Theorie des realistischen Gruppenkonflikts

 

(= T.) [engl. realistic group conflict theory], [SOZ], erklärt das Zustandekommen von Konflikten zw. Gruppen (= G.) durch den Wettbewerb um knappe Ressourcen. Zw. den G. besteht eine neg. Interdependenz, d. h., die Ziele der G. sind nicht vereinbar, die Erreichung der Ziele der einen G. gehen zwangsläufig zu Lasten der Zielerreichung der anderen G.. Ein Bsp. für neg. Interdependenz ist ein Fußballpokalspiel, in dem beide Mannschaften gewinnen möchten, aber nur eine Mannschaft gewinnen kann – denn der Sieg einer Mannschaft bedeutet zwangsläufig die Niederlage der anderen Mannschaft.
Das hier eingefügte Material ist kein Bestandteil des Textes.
//! Process-wide `tracing` setup for the `cvt` binary.
//!
//! Human-readable or JSON lines go to stderr so stdout stays clean for
//! command output (`classify`, `parse-submit`). An optional JSON file sink
//! runs on a background writer whose guard must outlive `main`.

use std::path::{Path, PathBuf};

use tracing::warn;
use tracing_appender::non_blocking::WorkerGuard;
use tracing_subscriber::prelude::*;
use tracing_subscriber::{EnvFilter, Layer, Registry};

use crate::config::EnvParser;

#[derive(Debug, Clone, Copy, PartialEq, Eq, Default)]
pub enum LogFormat {
    #[default]
    Pretty,
    Json,
}

impl std::str::FromStr for LogFormat {
    type Err = String;

    fn from_str(s: &str) -> Result<Self, Self::Err> {
        match s.to_ascii_lowercase().as_str() {
            "pretty" | "text" | "compact" => Ok(Self::Pretty),
            "json" | "jsonl" => Ok(Self::Json),
            other => Err(format!("unknown log format '{other}' (expected pretty or json)")),
        }
    }
}

#[derive(Debug, thiserror::Error)]
pub enum LoggingError {
    #[error("cannot create log directory {}: {source}", path.display())]
    CreateDir {
        path: PathBuf,
        #[source]
        source: std::io::Error,
    },

    #[error("log file path {} has no file name", .0.display())]
    NoFileName(PathBuf),

    #[error("logging already initialized: {0}")]
    AlreadyInitialized(String),
}

/// Settings for [`init_logging`].
#[derive(Debug, Clone)]
pub struct LogConfig {
    pub level: String,
    pub format: LogFormat,
    pub file: Option<PathBuf>,
    pub stderr: bool,
    /// Problems found while reading `CVT_LOG_*`; reported once logging is up.
    env_problems: Vec<String>,
}

impl LogConfig {
    pub fn new(level: impl Into<String>) -> Self {
        Self {
            level: level.into(),
            format: LogFormat::default(),
            file: None,
            stderr: false,
            env_problems: Vec::new(),
        }
    }

    /// Read `CVT_LOG_LEVEL`, `CVT_LOG_FORMAT` and `CVT_LOG_FILE`.
    pub fn from_env(default_level: &str) -> Self {
        let mut parser = EnvParser::new();
        let level = parser.get_log_level("LOG_LEVEL", default_level).value;
        let file = parser
            .get_optional_string("LOG_FILE")
            .value
            .map(|p| PathBuf::from(shellexpand::tilde(&p).into_owned()));

        let mut env_problems: Vec<String> =
            parser.take_errors().iter().map(ToString::to_string).collect();

        let raw_format = parser.get_string("LOG_FORMAT", "pretty");
        let format = raw_format.value.parse().unwrap_or_else(|e: String| {
            env_problems.push(format!("{}: {e}", parser.var_name("LOG_FORMAT")));
            LogFormat::Pretty
        });

        Self {
            level,
            format,
            file,
            stderr: false,
            env_problems,
        }
    }

    #[must_use]
    pub fn with_level(mut self, level: impl Into<String>) -> Self {
        self.level = level.into();
        self
    }

    #[must_use]
    pub fn with_format(mut self, format: LogFormat) -> Self {
        self.format = format;
        self
    }

    #[must_use]
    pub fn with_file(mut self, path: impl Into<PathBuf>) -> Self {
        self.file = Some(path.into());
        self
    }

    #[must_use]
    pub fn with_stderr(mut self) -> Self {
        self.stderr = true;
        self
    }

    /// `RUST_LOG` wins when set; otherwise our crates log at `level` and
    /// everything else at `warn`.
    fn filter(&self) -> EnvFilter {
        if std::env::var_os("RUST_LOG").is_some() {
            if let Ok(filter) = EnvFilter::try_from_default_env() {
                return filter;
            }
        }
        let directives = format!("warn,cvt={0},cvt_common={0}", self.level);
        EnvFilter::try_new(directives).unwrap_or_else(|_| EnvFilter::new("info"))
    }
}

/// Keeps background log writers alive. Drop it last.
#[must_use = "dropping the guards stops file logging"]
#[derive(Default)]
pub struct LoggingGuards {
    _workers: Vec<WorkerGuard>,
}

/// Install the global subscriber described by `config`.
pub fn init_logging(config: &LogConfig) -> Result<LoggingGuards, LoggingError> {
    let mut layers: Vec<Box<dyn Layer<Registry> + Send + Sync>> = Vec::new();
    let mut guards = LoggingGuards::default();

    if config.stderr {
        let layer = match config.format {
            LogFormat::Pretty => tracing_subscriber::fmt::layer()
                .with_writer(std::io::stderr)
                .with_target(false)
                .compact()
                .with_filter(config.filter())
                .boxed(),
            LogFormat::Json => tracing_subscriber::fmt::layer()
                .json()
                .with_writer(std::io::stderr)
                .with_current_span(true)
                .with_filter(config.filter())
                .boxed(),
        };
        layers.push(layer);
    }

    if let Some(path) = &config.file {
        let (dir, name) = split_log_path(path)?;
        std::fs::create_dir_all(&dir).map_err(|source| LoggingError::CreateDir {
            path: dir.clone(),
            source,
        })?;
        let appender = tracing_appender::rolling::never(&dir, name);
        let (writer, guard) = tracing_appender::non_blocking(appender);
        guards._workers.push(guard);
        layers.push(
            tracing_subscriber::fmt::layer()
                .json()
                .with_ansi(false)
                .with_writer(writer)
                .with_thread_ids(true)
                .with_file(true)
                .with_line_number(true)
                .with_filter(config.filter())
                .boxed(),
        );
    }

    tracing_subscriber::registry()
        .with(layers)
        .try_init()
        .map_err(|e| LoggingError::AlreadyInitialized(e.to_string()))?;

    for problem in &config.env_problems {
        warn!("{problem}");
    }
    Ok(guards)
}

fn split_log_path(path: &Path) -> Result<(PathBuf, &std::ffi::OsStr), LoggingError> {
    let name = path
        .file_name()
        .ok_or_else(|| LoggingError::NoFileName(path.to_path_buf()))?;
    let dir = match path.parent() {
        Some(parent) if !parent.as_os_str().is_empty() => parent.to_path_buf(),
        _ => PathBuf::from("."),
    };
    Ok((dir, name))
}
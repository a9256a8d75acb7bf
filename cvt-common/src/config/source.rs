//! Where a configuration value came from.

use std::fmt;

use serde::Serialize;

/// Origin of a configuration value, lowest precedence first.
#[derive(Debug, Clone, Copy, PartialEq, Eq, PartialOrd, Ord, Hash, Serialize)]
#[serde(rename_all = "snake_case")]
pub enum ConfigSource {
    Default,
    File,
    Environment,
    CommandLine,
}

impl fmt::Display for ConfigSource {
    fn fmt(&self, f: &mut fmt::Formatter<'_>) -> fmt::Result {
        let label = match self {
            Self::Default => "default",
            Self::File => "config file",
            Self::Environment => "environment",
            Self::CommandLine => "command line",
        };
        f.write_str(label)
    }
}

/// A value tagged with its [`ConfigSource`].
#[derive(Debug, Clone, PartialEq, Eq, Serialize)]
pub struct Sourced<T> {
    pub value: T,
    pub source: ConfigSource,
    /// Variable name when the value came from the environment.
    pub env_var: Option<String>,
}

impl<T> Sourced<T> {
    pub fn default_value(value: T) -> Self {
        Self {
            value,
            source: ConfigSource::Default,
            env_var: None,
        }
    }

    pub fn from_env(value: T, env_var: impl Into<String>) -> Self {
        Self {
            value,
            source: ConfigSource::Environment,
            env_var: Some(env_var.into()),
        }
    }

    pub fn from_file(value: T) -> Self {
        Self {
            value,
            source: ConfigSource::File,
            env_var: None,
        }
    }

    pub fn is_env(&self) -> bool {
        self.source == ConfigSource::Environment
    }

    pub fn map<U>(self, f: impl FnOnce(T) -> U) -> Sourced<U> {
        Sourced {
            value: f(self.value),
            source: self.source,
            env_var: self.env_var,
        }
    }
}

/// One overridden setting, for `--verbose` diagnostics.
#[derive(Debug, Clone, PartialEq, Eq, Serialize)]
pub struct ConfigValueSource {
    pub key: &'static str,
    pub value: String,
    pub source: ConfigSource,
    pub env_var: Option<String>,
}
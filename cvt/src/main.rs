//! Cluster Verification Tests
//!
//! Acceptance checks run on freshly provisioned HTCondor nodes: the execute
//! suite confirms shared storage and registration with the central manager,
//! the scheduler suite submits a batch of sleep jobs and waits for every one
//! of them to finish. The remaining subcommands expose the building blocks
//! for debugging a node by hand.

#![forbid(unsafe_code)]

mod suites;

use std::io::Read;
use std::path::PathBuf;
use std::process::ExitCode;
use std::time::Duration;

use anyhow::{Context, Result};
use clap::{Parser, Subcommand};
use cvt_common::config::LoadedConfig;
use cvt_common::joblog;
use cvt_common::scheduler::{parse_user_logs, wait_for_schedd_ready};
use cvt_common::{
    BatchOutcome, ClusterConfig, ConfigError, JobLog, JobLogPoller, JobStatus, LocalRunner,
    LogConfig, LogFormat, Platform, SuiteReport, init_logging,
};
use tracing::{debug, error, info, warn};

/// Exit status for configuration problems.
const EXIT_CONFIG: u8 = 2;

#[derive(Parser)]
#[command(name = "cvt")]
#[command(author, version, about = "Cluster verification tests for HTCondor nodes")]
struct Cli {
    #[command(subcommand)]
    command: Commands,

    /// Config file (defaults to $CVT_CONFIG, then ~/.config/cvt/config.toml)
    #[arg(long, global = true)]
    config: Option<PathBuf>,

    /// Enable verbose output
    #[arg(short, long, global = true)]
    verbose: bool,

    /// Log to stderr as JSON lines
    #[arg(long, global = true)]
    json_logs: bool,

    /// Also write JSON logs to this file
    #[arg(long, global = true)]
    log_file: Option<PathBuf>,
}

#[derive(Subcommand)]
enum Commands {
    /// Run the execute-node suite
    Execute {
        /// Print the report as JSON
        #[arg(long)]
        json: bool,
    },

    /// Run the scheduler-node suite (submits sleep jobs)
    Scheduler {
        /// Print the report as JSON
        #[arg(long)]
        json: bool,
    },

    /// Classify job logs once and print their status
    Classify {
        #[arg(required = true)]
        logs: Vec<PathBuf>,
    },

    /// Wait for job logs to reach a terminal state
    Poll {
        #[arg(required = true)]
        logs: Vec<PathBuf>,

        /// Give up after this long (default: timeouts.jobs)
        #[arg(long, value_parser = humantime::parse_duration)]
        timeout: Option<Duration>,

        /// Pause between passes (default: timeouts.poll_interval)
        #[arg(long, value_parser = humantime::parse_duration)]
        interval: Option<Duration>,

        /// Print the outcome as JSON
        #[arg(long)]
        json: bool,
    },

    /// Wait for the schedd to answer condor_q
    WaitSchedd {
        /// Give up after this long (default: timeouts.schedd_ready)
        #[arg(long, value_parser = humantime::parse_duration)]
        timeout: Option<Duration>,
    },

    /// Print job log paths from `condor_submit -verbose` output
    ParseSubmit {
        /// Read from this file instead of stdin
        file: Option<PathBuf>,
    },

    /// Exit 0 if this node has the given role
    HasRole { role: String },
}

fn main() -> ExitCode {
    let cli = Cli::parse();

    let mut log_config = LogConfig::from_env("info").with_stderr();
    if cli.verbose {
        log_config = log_config.with_level("debug");
    }
    if cli.json_logs {
        log_config = log_config.with_format(LogFormat::Json);
    }
    if let Some(path) = &cli.log_file {
        log_config = log_config.with_file(path);
    }
    let _logging_guards = match init_logging(&log_config) {
        Ok(guards) => guards,
        Err(e) => {
            eprintln!("cvt: {e}");
            return ExitCode::from(EXIT_CONFIG);
        }
    };

    match run(cli) {
        Ok(code) => code,
        Err(err) => {
            error!("{err:#}");
            eprintln!("cvt: {err:#}");
            if err.downcast_ref::<ConfigError>().is_some() {
                ExitCode::from(EXIT_CONFIG)
            } else {
                ExitCode::FAILURE
            }
        }
    }
}

fn run(cli: Cli) -> Result<ExitCode> {
    let loaded = ClusterConfig::load(cli.config.as_deref())?;
    report_config(&loaded);
    let config = loaded.config;
    let platform = Platform::current();

    match cli.command {
        Commands::Execute { json } => {
            let report = suites::execute::suite(&config, platform, LocalRunner::new()).run();
            print_report(&report, json)
        }
        Commands::Scheduler { json } => {
            config.cluster_user()?;
            let report = suites::scheduler::suite(&config, platform, LocalRunner::new()).run();
            print_report(&report, json)
        }
        Commands::Classify { logs } => classify(&logs),
        Commands::Poll {
            logs,
            timeout,
            interval,
            json,
        } => {
            let timeout = timeout.unwrap_or(config.timeouts.jobs);
            let interval = interval.unwrap_or(config.timeouts.poll_interval);
            poll(&logs, timeout, interval, json)
        }
        Commands::WaitSchedd { timeout } => {
            let queue = platform.queue_command(&config);
            wait_for_schedd_ready(
                &LocalRunner::new(),
                &queue,
                timeout.unwrap_or(config.timeouts.schedd_ready),
                config.timeouts.poll_interval,
            )?;
            println!("schedd ready");
            Ok(ExitCode::SUCCESS)
        }
        Commands::ParseSubmit { file } => {
            let output = match file {
                Some(path) => std::fs::read_to_string(&path)
                    .with_context(|| format!("failed to read {}", path.display()))?,
                None => {
                    let mut buffer = String::new();
                    std::io::stdin()
                        .read_to_string(&mut buffer)
                        .context("failed to read submit output from stdin")?;
                    buffer
                }
            };
            for log in parse_user_logs(&output)? {
                println!("{}", log.display());
            }
            Ok(ExitCode::SUCCESS)
        }
        Commands::HasRole { role } => {
            let has = config.has_role(&role);
            debug!(role = %role, has, roles = ?config.cluster.roles, "Role lookup");
            Ok(if has {
                ExitCode::SUCCESS
            } else {
                ExitCode::FAILURE
            })
        }
    }
}

fn report_config(loaded: &LoadedConfig) {
    match &loaded.file {
        Some(path) => info!(path = %path.display(), "Loaded configuration"),
        None => debug!("No config file; using defaults"),
    }
    for value in &loaded.overrides {
        debug!(
            key = value.key,
            value = %value.value,
            source = %value.source,
            env_var = ?value.env_var,
            "Configuration override"
        );
    }
    for warning in &loaded.warnings {
        warn!("{warning}");
    }
}

fn print_report(report: &SuiteReport, json: bool) -> Result<ExitCode> {
    if json {
        println!("{}", serde_json::to_string_pretty(report)?);
    } else {
        print!("{}", report.render_text());
    }
    Ok(ExitCode::from(report.exit_code() as u8))
}

fn classify(paths: &[PathBuf]) -> Result<ExitCode> {
    for path in paths {
        let log = JobLog::new(path);
        let content = log.read()?;
        let status = joblog::classify(&content);
        println!("{}\t{status}", path.display());
        if status == JobStatus::Failure || joblog::has_error(&content) {
            for line in joblog::errno_lines(&content) {
                println!("\t{}", line.trim_end_matches('\r'));
            }
        }
    }
    Ok(ExitCode::SUCCESS)
}

fn poll(paths: &[PathBuf], timeout: Duration, interval: Duration, json: bool) -> Result<ExitCode> {
    let logs: Vec<JobLog> = paths.iter().map(JobLog::new).collect();
    let state = JobLogPoller::new(timeout).with_interval(interval).poll(&logs);
    let outcome = BatchOutcome::from_poll(&state);

    if json {
        println!("{}", serde_json::to_string_pretty(&outcome)?);
    } else {
        for (log, status) in state.iter() {
            println!("{}\t{status}", log.path().display());
        }
        if outcome.passed() {
            println!("All {} jobs succeeded.", outcome.total);
        } else {
            println!("{}", outcome.failure_message());
        }
    }

    Ok(if outcome.passed() {
        ExitCode::SUCCESS
    } else {
        ExitCode::FAILURE
    })
}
Diese Zielinkompatibilität führt zu verstärkter Wettbewerbsorientierung zw. den beteiligten G. und erhöhter Geschlossenheit innerhalb der G. Der berühmteste Vertreter der T. ist Muzafer Sherif. Er sieht in der Zielunvereinbarkeit die Haupterklärung für gegenseitige Abwertung und feindseliges Verhalten zw. soz. G. (Eigengruppenfavorisierung). Die Annahmen der T. wurden von Sherif in Feldexp., den sog. Ferienlageruntersuchungen, empirisch bestätigt. In Sherifs Untersuchungen zeigte sich auch, dass durch pos. Interdependenz Spannungen zw. G. abgebaut werden können. Diese ist bspw. nach Einführen eines übereinstimmenden übergeordneten Ziels gegeben, das nur durch Zusammenarbeit der G. erreicht werden kann. Minimal-Group-Untersuchungen.